Todd Douglas Miller’s ‘Apollo 11’: A Review

Still from Apollo 11

We’ve all seen the images. The big ones this film puts onscreen, even some of the ones it kinda deliberately tries to edit around in favour of different angles on the same material. Which is kinda wild by the way, they’re on the fucking moon and they set up multiple angles. We know more or less the story of the moon landing, that it happened, what was involved — the work and all. I guess we keep returning to this image of NASA as like part of the great and good America, a part that was lost, a part that was personal, and a part that could do with being rediscovered.

We’ve covered all those in the past few years’ releases: Hidden FiguresFirst ManThe Martian. To talk about the space program is also to talk about what it means to be American, and often more interestingly what it means to be patriotic. The Martian is a film where Matt Damon says the line ‘science the shit outta this.’ (funniest film of 2015 apparently) and, like the book, finds valour in the tech-bro, facts-and-logic type mindset of that type of asshole. Have we come far enough to admit that Hidden Figures is mostly facile lib propaganda? I hope so.

Apollo 11 finds its reason in spectacle. Remastered footage, 70mm, see it in theatres, it’s all a good pitch, especially to a world that’s starting to once again see the appeal of spectacle cinema. The take is to take all the material and package it not as recontextualisation or reframing but experience. First Man tried this too and I should definitely return to it, the overwhelming scope and magnitude drilled down into the personal reality of the man at its centre.

The same instinct drives in the opposite direction here, what does it mean to be present? What does it mean to witness? National pride is national pride and the honour of experiencing the moon landing was one shared by the world.

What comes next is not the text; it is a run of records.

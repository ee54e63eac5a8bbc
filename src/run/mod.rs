//! Polling driver for one load run
//!
//! A [`LoadRun`] owns one [`ProcessSupervisor`] and one [`StreamingLogReader`]
//! bound to the same result log. Each tick asks the supervisor whether the
//! tool is done and pulls whatever new samples the log holds, forwarding them
//! to the single registered [`SampleSink`].

use std::path::{Path, PathBuf};
use std::time::{Duration, Instant};
use tokio::time::MissedTickBehavior;
use tracing::{debug, info, warn, Instrument, Span};

use crate::config::HarnessConfig;
use crate::error::{HarnessError, Result};
use crate::results::{ReaderOptions, ReaderState, SampleRecord, SampleSink, StreamingLogReader};
use crate::subprocess::{LaunchSpec, ProcessSupervisor, ShutdownPolicy, ShutdownSummary};

/// What a finished run leaves behind
#[derive(Debug, Clone, PartialEq, Eq)]
pub struct RunReport {
    /// Files worth keeping: captured output and the result log, when present
    pub artifacts: Vec<PathBuf>,
    pub samples: u64,
    pub lines_skipped: u64,
    /// `None` when the load generator never started
    pub shutdown: Option<ShutdownSummary>,
}

pub struct LoadRun {
    spec: LaunchSpec,
    result_log: PathBuf,
    supervisor: ProcessSupervisor,
    reader: StreamingLogReader,
    sink: Option<Box<dyn SampleSink>>,
    poll_interval: Duration,
    startup_timeout: Option<Duration>,
    started: Option<Instant>,
    samples: u64,
    span: Span,
}

impl LoadRun {
    pub fn new(
        spec: LaunchSpec,
        result_log: impl Into<PathBuf>,
        options: ReaderOptions,
        policy: ShutdownPolicy,
    ) -> Self {
        let result_log = result_log.into();
        let span = tracing::info_span!("load_run", result_log = %result_log.display());
        let supervisor = ProcessSupervisor::new(policy)
            .with_span(tracing::info_span!(parent: &span, "supervisor"));
        let reader = StreamingLogReader::new(&result_log, options)
            .with_span(tracing::debug_span!(parent: &span, "results_reader"));

        Self {
            spec,
            result_log,
            supervisor,
            reader,
            sink: None,
            poll_interval: Duration::from_secs(1),
            startup_timeout: None,
            started: None,
            samples: 0,
            span,
        }
    }

    pub fn from_config(config: &HarnessConfig) -> Result<Self> {
        config.validate()?;
        let run = Self::new(
            config.launch_spec()?,
            config.result_log_path(),
            config.reader_options(),
            config.shutdown_policy(),
        )
        .with_poll_interval(config.timing.poll_interval);

        Ok(match config.timing.startup_timeout {
            Some(timeout) => run.with_startup_timeout(timeout),
            None => run,
        })
    }

    pub fn with_poll_interval(mut self, interval: Duration) -> Self {
        self.poll_interval = interval;
        self
    }

    /// Fail the run if the result log is still unreadable this long after start
    pub fn with_startup_timeout(mut self, timeout: Duration) -> Self {
        self.startup_timeout = Some(timeout);
        self
    }

    pub fn result_log(&self) -> &Path {
        &self.result_log
    }

    pub fn supervisor(&self) -> &ProcessSupervisor {
        &self.supervisor
    }

    pub fn reader(&self) -> &StreamingLogReader {
        &self.reader
    }

    /// Samples delivered to the sink so far
    pub fn samples_delivered(&self) -> u64 {
        self.samples
    }

    /// Attach the consumer of this run's samples. Only one may be registered.
    pub fn register_sink(&mut self, sink: impl SampleSink + 'static) -> Result<()> {
        if self.sink.is_some() {
            return Err(HarnessError::SinkAlreadyRegistered);
        }
        self.sink = Some(Box::new(sink));
        Ok(())
    }

    /// Launch the load generator
    pub fn startup(&mut self) -> Result<()> {
        let pid = self.supervisor.start(&self.spec)?.pid();
        self.started = Some(Instant::now());
        info!(parent: &self.span, pid, "Load run started");
        Ok(())
    }

    /// One polling step. Returns `Ok(true)` once the tool has finished.
    pub async fn tick(&mut self) -> Result<bool> {
        let span = self.span.clone();
        self.tick_inner().instrument(span).await
    }

    async fn tick_inner(&mut self) -> Result<bool> {
        let finished = self.supervisor.check(&self.result_log)?;

        let samples = self.reader.pull(false).await;
        self.deliver(samples)?;

        if !finished && self.reader.state() == ReaderState::Unopened {
            if let (Some(timeout), Some(started)) = (self.startup_timeout, self.started) {
                if started.elapsed() >= timeout {
                    warn!(
                        "No results after {:.1}s, giving up",
                        started.elapsed().as_secs_f64()
                    );
                    return Err(HarnessError::EmptyResults {
                        path: self.result_log.clone(),
                    });
                }
            }
        }

        Ok(finished)
    }

    /// Start the tool, tick until it finishes, then drain and shut down.
    ///
    /// On failure the tool is still shut down before the error is returned.
    pub async fn run_to_completion(&mut self) -> Result<RunReport> {
        if let Err(e) = self.startup() {
            self.finish().await;
            return Err(e);
        }

        let mut interval = tokio::time::interval(self.poll_interval);
        interval.set_missed_tick_behavior(MissedTickBehavior::Delay);

        loop {
            interval.tick().await;
            match self.tick().await {
                Ok(true) => break,
                Ok(false) => {}
                Err(e) => {
                    warn!(parent: &self.span, "Load run failed: {}", e);
                    self.finish().await;
                    return Err(e);
                }
            }
        }

        Ok(self.finish().await)
    }

    /// Stop the tool, deliver every remaining sample and release the log.
    ///
    /// Safe to call more than once; later calls only report.
    pub async fn finish(&mut self) -> RunReport {
        let span = self.span.clone();
        self.finish_inner().instrument(span).await
    }

    async fn finish_inner(&mut self) -> RunReport {
        let shutdown = self.supervisor.shutdown().await;

        let remaining = self.reader.pull(true).await;
        if let Err(e) = self.deliver(remaining) {
            warn!("Lost final samples: {}", e);
        }
        self.reader.close();

        let artifacts: Vec<PathBuf> = [
            &self.spec.stdout_path,
            &self.spec.stderr_path,
            &self.result_log,
        ]
        .into_iter()
        .filter(|path| path.is_file())
        .cloned()
        .collect();

        info!(
            samples = self.samples,
            skipped = self.reader.lines_skipped(),
            "Load run finished"
        );

        RunReport {
            artifacts,
            samples: self.samples,
            lines_skipped: self.reader.lines_skipped(),
            shutdown,
        }
    }

    fn deliver(&mut self, samples: Vec<SampleRecord>) -> Result<()> {
        if samples.is_empty() {
            return Ok(());
        }

        let Some(sink) = self.sink.as_mut() else {
            debug!(count = samples.len(), "No sink registered, dropping samples");
            return Ok(());
        };

        let count = samples.len();
        for (delivered, sample) in samples.into_iter().enumerate() {
            if let Err(e) = sink.accept(sample) {
                let lost = count - delivered;
                warn!(lost, "Sample sink rejected a sample: {}", e);
                return Err(HarnessError::io(
                    format!("Sample sink rejected a sample, {} not delivered", lost),
                    e,
                ));
            }
            self.samples += 1;
        }
        sink.flush()
            .map_err(|e| HarnessError::io("Failed to flush sample sink", e))?;

        debug!(count, total = self.samples, "Delivered samples");
        Ok(())
    }
}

Can it, by proxy, now become yours too?

With the exception of a literal handful of explanatory diagrams, the footage (and literally all of the audio), is taken from contemporary sources. We open on the rocket being carted out to the launch platform and close on the astronauts release from quarantine. We are introduced to the crowds onlooking Kennedy Space Centre and the launch site, invited to take our place among them.

It is the one part of the operation that feels truly like a public event. Swiftly after that we are ushered into the clean rooms of Mission Control and everything gets a lot more hushed. Matt Morton’s score becomes the lead emotive and storytelling tool as we get enveloped in this mire of fuzzily recorded radio transmissions and harried looking men sitting at their big computers. Like, I can get why folks think the whole thing faked, every single production design decision is the most aesthetic thing imaginable.

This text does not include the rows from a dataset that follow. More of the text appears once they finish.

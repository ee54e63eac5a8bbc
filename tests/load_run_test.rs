//! End-to-end load runs against shell scripts posing as load generators

#![cfg(unix)]

mod common;

use common::{grinder_row, RunDir, GRINDER_HEADER};
use loadgen_harness::config::GRINDER_RESULT_LOG;
use loadgen_harness::error::ErrorCode;
use loadgen_harness::results::{ChannelSink, MemorySink};
use loadgen_harness::subprocess::LaunchError;
use loadgen_harness::{HarnessConfig, HarnessError, LoadRun};
use std::fs;
use std::time::Duration;

async fn load_run(dir: &RunDir, body: &str, extra: &str) -> LoadRun {
    let exe = dir.script("loadgen.sh", body);
    let config = HarnessConfig::load(&dir.config(&exe, extra)).await.unwrap();
    LoadRun::from_config(&config).unwrap()
}

fn write_log(rows: &[String]) -> String {
    let mut script = format!("echo '{}' > {}\n", GRINDER_HEADER, GRINDER_RESULT_LOG);
    for row in rows {
        script.push_str(&format!("echo '{}' >> {}\n", row, GRINDER_RESULT_LOG));
    }
    script
}

#[tokio::test]
async fn test_samples_stream_while_tool_runs() {
    let dir = RunDir::new();
    let body = format!(
        "{}sleep 1\necho '{}' >> {}\n",
        write_log(&[grinder_row(1_700_000_000_000, 120, 0, "200")]),
        grinder_row(1_700_000_001_000, 80, 0, "200"),
        GRINDER_RESULT_LOG
    );
    let mut run = load_run(&dir, &body, "").await;
    let (sink, mut receiver) = ChannelSink::channel();
    run.register_sink(sink).unwrap();
    run.startup().unwrap();

    let mut first = None;
    for _ in 0..100 {
        assert!(!run.tick().await.unwrap(), "tool finished before first sample");
        if let Ok(sample) = receiver.try_recv() {
            first = Some(sample);
            break;
        }
        tokio::time::sleep(Duration::from_millis(20)).await;
    }
    let first = first.expect("no sample while tool was running");
    assert_eq!(first.timestamp, 1_700_000_000.0);
    assert_eq!(first.response_time, 0.12);
    assert_eq!(first.latency, 0.06);
    assert_eq!(first.connect_time, 0.005);
    assert_eq!(first.response_code, "200");
    assert!(first.error.is_none());

    let mut finished = false;
    for _ in 0..200 {
        if run.tick().await.unwrap() {
            finished = true;
            break;
        }
        tokio::time::sleep(Duration::from_millis(20)).await;
    }
    assert!(finished);

    let report = run.finish().await;
    assert_eq!(report.samples, 2);
    let second = receiver.recv().await.unwrap();
    assert_eq!(second.timestamp, 1_700_000_001.0);
}

#[tokio::test]
async fn test_non_zero_exit_is_process_failure_even_with_results() {
    let dir = RunDir::new();
    let body = format!(
        "{}exit 3",
        write_log(&[grinder_row(1_000, 250, 0, "200")])
    );
    let mut run = load_run(&dir, &body, "").await;
    let sink = MemorySink::new();
    run.register_sink(sink.clone()).unwrap();

    let err = run.run_to_completion().await.unwrap_err();

    assert!(matches!(err, HarnessError::ProcessFailure { exit_code: 3 }));
    assert_eq!(err.exit_code(), 4);
    // Whatever was logged before the failure is still delivered
    assert_eq!(sink.len(), 1);
}

#[tokio::test]
async fn test_clean_exit_with_empty_log_is_empty_results() {
    let dir = RunDir::new();
    let body = format!(": > {}\nexit 0", GRINDER_RESULT_LOG);
    let mut run = load_run(&dir, &body, "").await;

    let err = run.run_to_completion().await.unwrap_err();

    match err {
        HarnessError::EmptyResults { path } => {
            assert_eq!(path, dir.join(GRINDER_RESULT_LOG));
        }
        other => panic!("expected EmptyResults, got {:?}", other),
    }
}

#[tokio::test]
async fn test_clean_exit_without_log_is_empty_results() {
    let dir = RunDir::new();
    let mut run = load_run(&dir, "exit 0", "").await;

    let err = run.run_to_completion().await.unwrap_err();

    assert_eq!(err.code(), ErrorCode::RESULTS_EMPTY);
    assert!(err.is_run_failure());
}

#[tokio::test]
async fn test_missing_executable_is_launch_error() {
    let dir = RunDir::new();
    let config = HarnessConfig::load(&dir.config(&dir.join("not-there.sh"), ""))
        .await
        .unwrap();
    let mut run = LoadRun::from_config(&config).unwrap();

    let err = run.run_to_completion().await.unwrap_err();

    assert!(matches!(
        err,
        HarnessError::Launch(LaunchError::ExecutableNotFound(_))
    ));
    assert_eq!(err.exit_code(), 3);
    assert!(run.supervisor().handle().is_none());
}

#[tokio::test]
async fn test_line_split_across_writes_is_reassembled() {
    let dir = RunDir::new();
    let row = grinder_row(5_000, 40, 1, "503");
    let (head, tail) = row.split_at(row.len() / 2);
    let body = format!(
        "echo '{}' > {log}\nprintf '%s' '{}' >> {log}\nsleep 0.3\necho '{}' >> {log}\nsleep 0.3",
        GRINDER_HEADER,
        head,
        tail,
        log = GRINDER_RESULT_LOG
    );
    let mut run = load_run(&dir, &body, "").await;
    let sink = MemorySink::new();
    run.register_sink(sink.clone()).unwrap();

    let report = run.run_to_completion().await.unwrap();

    assert_eq!(report.samples, 1);
    assert_eq!(report.lines_skipped, 0);
    let sample = &sink.samples()[0];
    assert_eq!(sample.timestamp, 5.0);
    assert_eq!(sample.response_code, "503");
    assert!(sample.is_error());
}

#[tokio::test]
async fn test_malformed_lines_do_not_stop_the_run() {
    let dir = RunDir::new();
    let body = write_log(&[
        grinder_row(1_000, 10, 0, "200"),
        "garbage line".to_string(),
        grinder_row(2_000, 20, 0, "200"),
    ]);
    let mut run = load_run(&dir, &body, "").await;
    let sink = MemorySink::new();
    run.register_sink(sink.clone()).unwrap();

    let report = run.run_to_completion().await.unwrap();

    assert_eq!(report.samples, 2);
    assert_eq!(report.lines_skipped, 1);
    let stamps: Vec<f64> = sink.samples().iter().map(|s| s.timestamp).collect();
    assert_eq!(stamps, vec![1.0, 2.0]);
}

#[tokio::test]
async fn test_report_lists_artifacts() {
    let dir = RunDir::new();
    let body = format!(
        "echo started\necho warming up >&2\n{}",
        write_log(&[grinder_row(1_000, 10, 0, "200")])
    );
    let mut run = load_run(&dir, &body, "").await;

    let report = run.run_to_completion().await.unwrap();

    assert_eq!(
        report.artifacts,
        vec![
            dir.join("loadgen-stdout.log"),
            dir.join("loadgen-stderr.log"),
            dir.join(GRINDER_RESULT_LOG),
        ]
    );
    assert_eq!(
        fs::read_to_string(dir.join("loadgen-stdout.log")).unwrap(),
        "started\n"
    );
    assert_eq!(
        fs::read_to_string(dir.join("loadgen-stderr.log")).unwrap(),
        "warming up\n"
    );
}

#[tokio::test]
async fn test_tool_ignoring_sigterm_is_killed() {
    let dir = RunDir::new();
    let mut run = load_run(&dir, "trap '' TERM\nsleep 30", "").await;
    run.startup().unwrap();
    assert!(!run.tick().await.unwrap(), "tool should still be running");

    let report = run.finish().await;

    let shutdown = report.shutdown.unwrap();
    assert_eq!(shutdown.exit_code, Some(128 + 9));
    assert!(shutdown.signals_sent >= 4);
    assert!(shutdown.elapsed < Duration::from_secs(10));
}

#[tokio::test]
async fn test_startup_timeout_from_config() {
    let dir = RunDir::new();
    let mut run = load_run(&dir, "sleep 30", "startup_timeout = \"200ms\"\n").await;

    let err = run.run_to_completion().await.unwrap_err();

    assert!(matches!(err, HarnessError::EmptyResults { .. }));
    let handle = run.supervisor().handle().unwrap();
    assert!(!handle.captures_open());
    assert_ne!(handle.exit_code(), None);
}

#[tokio::test]
async fn test_grinder_preset_launches_fixed_command() {
    let dir = RunDir::new();
    let java = dir.script(
        "java",
        &format!("echo \"$@\"\n{}", write_log(&[grinder_row(1_000, 10, 0, "200")])),
    );
    let content = format!(
        r#"[grinder]
java = "{}"
home = "/opt/grinder"
properties = "{}"

[artifacts]
dir = "{}"

[timing]
poll_interval = "20ms"
"#,
        java.display(),
        dir.join("grinder.properties").display(),
        dir.path().display()
    );
    let config = HarnessConfig::from_toml_str(&content).unwrap();
    let mut run = LoadRun::from_config(&config).unwrap();
    let sink = MemorySink::new();
    run.register_sink(sink.clone()).unwrap();

    let report = run.run_to_completion().await.unwrap();

    assert_eq!(report.samples, 1);
    let stdout = fs::read_to_string(dir.join("grinder-stdout.log")).unwrap();
    assert_eq!(
        stdout.trim(),
        format!(
            "-classpath /opt/grinder/lib/grinder.jar net.grinder.Grinder {}",
            dir.join("grinder.properties").display()
        )
    );
}

#[tokio::test]
async fn test_poll_reports_running_promptly() {
    let dir = RunDir::new();
    let mut run = load_run(&dir, "sleep 30", "").await;
    run.startup().unwrap();

    let started = std::time::Instant::now();
    assert!(!run.tick().await.unwrap());
    assert!(started.elapsed() < Duration::from_secs(1));
    assert_eq!(run.supervisor().handle().unwrap().exit_code(), None);

    let report = run.finish().await;
    let shutdown = report.shutdown.unwrap();
    assert_eq!(shutdown.exit_code, Some(128 + 15));
    assert!(shutdown.signals_sent >= 1);
}
use anyhow::Context;
use clap::{Parser, Subcommand};
use std::io::BufWriter;
use std::path::PathBuf;
use tracing::{debug, error, trace, warn};

use loadgen_harness::results::{JsonLinesSink, ReaderOptions, SampleSink};
use loadgen_harness::{HarnessConfig, HarnessError, LoadRun, RunReport, StreamingLogReader};

/// Drive an external load generator and collect its samples
#[derive(Parser)]
#[command(name = "loadgen-harness")]
#[command(about = "Run a load generator and stream its result log into samples", long_about = None)]
struct Cli {
    /// Enable verbose output (-v for debug, -vv for trace)
    #[arg(short, long, action = clap::ArgAction::Count, global = true)]
    verbose: u8,

    #[command(subcommand)]
    command: Commands,
}

#[derive(Subcommand)]
enum Commands {
    /// Launch the load generator and follow its result log until it exits
    Run {
        /// Path to the TOML run configuration
        #[arg(short = 'c', long)]
        config: PathBuf,

        /// Where to write samples as JSON lines (default: <artifacts>/samples.jsonl)
        #[arg(short = 's', long)]
        samples: Option<PathBuf>,
    },
    /// Convert an existing result log to JSON lines on stdout
    Parse {
        /// Result log to read
        log: PathBuf,

        /// Field delimiter
        #[arg(short = 'd', long, default_value = ",")]
        delimiter: char,
    },
}

#[tokio::main]
async fn main() {
    let cli = Cli::parse();

    let log_level = match cli.verbose {
        0 => "info",
        1 => "debug",
        _ => "trace",
    };

    tracing_subscriber::fmt()
        .with_env_filter(log_level)
        .with_writer(std::io::stderr)
        .with_target(cli.verbose >= 2)
        .with_thread_ids(cli.verbose >= 3)
        .with_line_number(cli.verbose >= 3)
        .init();

    debug!("loadgen-harness started with verbosity level: {}", cli.verbose);
    trace!("Full CLI args: {:?}", std::env::args().collect::<Vec<_>>());

    let result = match cli.command {
        Commands::Run { config, samples } => run_load(config, samples).await,
        Commands::Parse { log, delimiter } => parse_log(log, delimiter).await,
    };

    if let Err(e) = result {
        error!("Fatal error: {:#}", e);
        let code = match e.downcast_ref::<HarnessError>() {
            Some(harness) => {
                eprintln!("Error: {}", harness.user_message());
                harness.exit_code()
            }
            None => {
                eprintln!("Error: {e:#}");
                1
            }
        };
        std::process::exit(code);
    }
}

async fn run_load(config_path: PathBuf, samples: Option<PathBuf>) -> anyhow::Result<()> {
    let config = HarnessConfig::load(&config_path).await?;
    let mut run = LoadRun::from_config(&config)?;

    let samples_path = samples.unwrap_or_else(|| config.artifacts.dir.join("samples.jsonl"));
    if let Some(parent) = samples_path.parent().filter(|p| !p.as_os_str().is_empty()) {
        std::fs::create_dir_all(parent)
            .with_context(|| format!("Cannot create {}", parent.display()))?;
    }
    let sink = JsonLinesSink::create(&samples_path)
        .with_context(|| format!("Cannot write samples to {}", samples_path.display()))?;
    run.register_sink(sink)?;

    let outcome = tokio::select! {
        result = run.run_to_completion() => Some(result),
        _ = tokio::signal::ctrl_c() => None,
    };

    let report = match outcome {
        Some(result) => result?,
        None => {
            warn!("Interrupted, stopping load generator");
            run.finish().await
        }
    };

    print_report(&report, &samples_path);
    Ok(())
}

async fn parse_log(log: PathBuf, delimiter: char) -> anyhow::Result<()> {
    if delimiter == '\n' || delimiter == '\r' {
        return Err(HarnessError::config("Delimiter cannot be a line terminator").into());
    }

    let metadata = tokio::fs::metadata(&log)
        .await
        .map_err(|e| HarnessError::io(format!("Cannot read {}", log.display()), e))?;
    if metadata.len() == 0 {
        return Err(HarnessError::EmptyResults { path: log }.into());
    }

    let options = ReaderOptions {
        delimiter,
        ..ReaderOptions::default()
    };
    let mut reader = StreamingLogReader::new(&log, options);
    let samples = reader.pull(true).await;
    reader.close();

    let mut sink = JsonLinesSink::new(BufWriter::new(std::io::stdout()));
    let count = samples.len();
    for sample in samples {
        sink.accept(sample).context("Failed to write sample")?;
    }
    sink.flush().context("Failed to write sample")?;

    debug!(
        count,
        skipped = reader.lines_skipped(),
        "Parsed {}",
        log.display()
    );
    Ok(())
}

fn print_report(report: &RunReport, samples_path: &std::path::Path) {
    println!(
        "Collected {} samples ({} malformed lines skipped) into {}",
        report.samples,
        report.lines_skipped,
        samples_path.display()
    );
    if let Some(shutdown) = &report.shutdown {
        match shutdown.exit_code {
            Some(code) => println!(
                "Load generator PID {} exited with code {} after {:.1}s",
                shutdown.pid,
                code,
                shutdown.elapsed.as_secs_f64()
            ),
            None => println!("Load generator PID {} state unknown", shutdown.pid),
        }
    }
    for artifact in &report.artifacts {
        println!("Artifact: {}", artifact.display());
    }
}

It’s here the strain kinda shows, becoming reliant on split screen and (given that we’re now hearing a lot more live voices) editing that feels like the material’s been wrestled into following the flow of the narrative. But also, you know what? I mostly didn’t really care. There were a few like ‘oof’ moments, but like, these folks went to the fucking moon! And they filmed it! Like you can actually watch this shit!

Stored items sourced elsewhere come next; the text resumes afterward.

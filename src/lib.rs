//! # loadgen-harness
//!
//! Supervises an external load generator (The Grinder, or any tool with the
//! same result-log contract) and turns its growing result log into normalized
//! samples while the tool is still running.
//!
//! ## Usage
//!
//! ```bash
//! loadgen-harness run --config run.toml [--samples samples.jsonl]
//! loadgen-harness parse artifacts/grinder-bzt-kpi.log
//! ```
//!
//! ## Modules
//!
//! - `config` - TOML run configuration with `LOADGEN_*` environment overrides
//! - `error` - Crate-wide error type with stable error codes
//! - `results` - Streaming result-log reader and sample sinks
//! - `run` - Polling driver tying the supervisor and the reader together
//! - `subprocess` - Launch description and process-group supervision
pub mod config;
pub mod error;
pub mod results;
pub mod run;
pub mod subprocess;

pub use config::HarnessConfig;
pub use error::{HarnessError, Result};
pub use results::{SampleRecord, SampleSink, StreamingLogReader};
pub use run::{LoadRun, RunReport};
pub use subprocess::{LaunchSpec, ProcessSupervisor};
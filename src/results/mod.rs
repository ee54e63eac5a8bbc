//! Streaming ingestion of the load generator's result log
//!
//! [`StreamingLogReader`] turns a delimiter-separated log that grows while
//! the load generator runs into a sequence of [`SampleRecord`]s. Columns are
//! resolved by header name, lines split across reads are reassembled, and
//! malformed lines are skipped.

pub mod columns;
pub mod lines;
pub mod parser;
pub mod reader;
pub mod sample;
pub mod sink;


pub use columns::{ColumnNames, HeaderIndex};
pub use parser::{LineParser, MalformedLine};
pub use reader::{ReaderOptions, ReaderState, StreamingLogReader, DEFAULT_CHUNK_BYTES};
pub use sample::{SampleRecord, GENERIC_ERROR};
pub use sink::{ChannelSink, JsonLinesSink, MemorySink, SampleSink};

It’s the perfect, beautiful idea that’s at the core of one of the worst found footage movies ever made (Apollo 18) except it’s actually real. And seeing a static unbroken shot from the underside of the lander on its five minute descent to the surface is nerve racking and excruciating.

Some parent had come along with their kid along to the screening (it was real cute, they sat by me and kept a whispering conversation about what the astronauts were doing and why). On the way out I could hear them arguing over whether ‘all of it was real’ and got more sympathy for that perspective right then than I’d ever had before. This film directly confronts you with it, a realness so great and incomprehensible that maybe mythologisation, interpretation, is the only way to reckon with it.

The film gets this, it does so itself in the final moments. Richard Nixon’s presence is sidelined throughout and after the climactic return it is a flashback to Kennedy’s address that brings us to the close. Maybe Apollo 11, the mission not the film, was an attempt to create an image of this America there never was. The culmination of an idea from a murdered man, used as some symbolic political victory.

Perhaps it’s right that it should be all ours. And Todd Douglas Miller has made a fine canvas for us to project our dreams on.

Apollo 11 is currently screening in select cinemas across the UK.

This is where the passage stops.